Eminent Domain Abuse Again! Willetts Point Threatened
Richard Musick has been writing eloquent op-eds lately, most recently a piece that appeared in The New York Sun on Friday, August 19, called Too Valuable? about the threat of the city's use of eminent domain hanging over Willets Point in Queens. This is a busy area full of automobile-related businesses, but an area that the city has neglected for decades. It does not have a sanitary sewer system, and there is no snow removal. Now the city has found something slick and, you'll pardon me, suburban to do with the area. As Musick says, "Now the city is using its own neglect of Willets Point as an excuse to redevelop the area." It will surprise no one that the
city has not consulted the people who own the businesses there, and who have "managed to pay taxes, employ thousands of people, pay off mortgages, and send their children to school." The city is engaging in damnation-by-neglect and is now primed and ready to abuse eminent domain by taking the property in Willets Point away from the owners and giving it to influential developers. Our present group of elected officials seem to be unaware that New York is a city of small businesses. They want to hand any area full of vibrant small local businesses over to any big developer representing any multinational corporation.

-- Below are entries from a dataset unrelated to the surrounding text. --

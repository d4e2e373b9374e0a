//! Centralized default constants for NoteAI.
//!
//! Crates reference these constants instead of defining their own magic
//! numbers. Organized by domain area.

// =============================================================================
// ENRICHMENT
// =============================================================================

/// Gemini REST endpoint (v1beta carries the `-latest` aliases).
pub const GEMINI_BASE_URL: &str = "https://generativelanguage.googleapis.com/v1beta";

/// Candidate models, tried in order until one answers.
///
/// Availability and free-tier quota differ per model and per key, so the
/// chain starts with the cheapest aliases and ends with pinned versions.
pub const CANDIDATE_MODELS: &[&str] = &[
    "gemini-flash-latest",
    "gemini-2.5-flash",
    "gemini-2.0-flash",
    "gemini-1.5-flash",
    "gemini-pro-latest",
    "gemini-pro",
    "gemini-2.0-flash-lite",
    "gemini-1.5-flash-001",
];

/// Transport timeout for a single provider call, in seconds.
pub const PROVIDER_TIMEOUT_SECS: u64 = 60;

/// Characters of raw model text kept when the response is not valid JSON.
pub const DEGRADED_SUMMARY_CHARS: usize = 100;

/// Suffix appended to a truncated degraded summary.
pub const DEGRADED_SUMMARY_SUFFIX: &str = "...";

// =============================================================================
// SERVER
// =============================================================================

/// Default bind host.
pub const HOST: &str = "0.0.0.0";

/// Default bind port.
pub const PORT: u16 = 3000;

/// Maximum accepted request body, in bytes.
pub const REQUEST_BODY_LIMIT: usize = 1024 * 1024;

/// Event bus capacity for a server or editor session.
pub const EVENT_BUS_CAPACITY: usize = 64;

This is nothing new. Destruction in lower manhattan preceded the building of the World Trade Center. Here was the same indifference to vital local small businesses, in favor of giant corporations. Look at Danny Lyon's photographs of the active nineteenth-century commercial buildings that came before the Twin Towers. And Lyons doesn't even show you the Radio District or the residential areas or the Washington Market.
The abuse of eminent domain threatening Willets Point is exactly the sort that the plaintiffs complained of in Kelo v. New London. The government's justification is not a public use like a highway or a courthouse. Nor is it the removal of blight. The sole justification for taking people's homes and businesses is economic development. Whatever the city's neglect of Willets Point, the area is indisputably productive as it is. The Supreme Court must somehow have believed that developers and politicians are telling the truth when they talk about economic development as a justification for taking private property away from one set of private owners and handing it over to another set of private owners. As Jane Jacobs pointed out in her brief amica curiae, however, developers are under no obligation to deliver what they promise. People's homes and businesses are destroyed for economic development. But no one ever has to produce any development.
Big Cities Big Boxes wishes the best of success to Richard Musick and the Willets Point Business Association.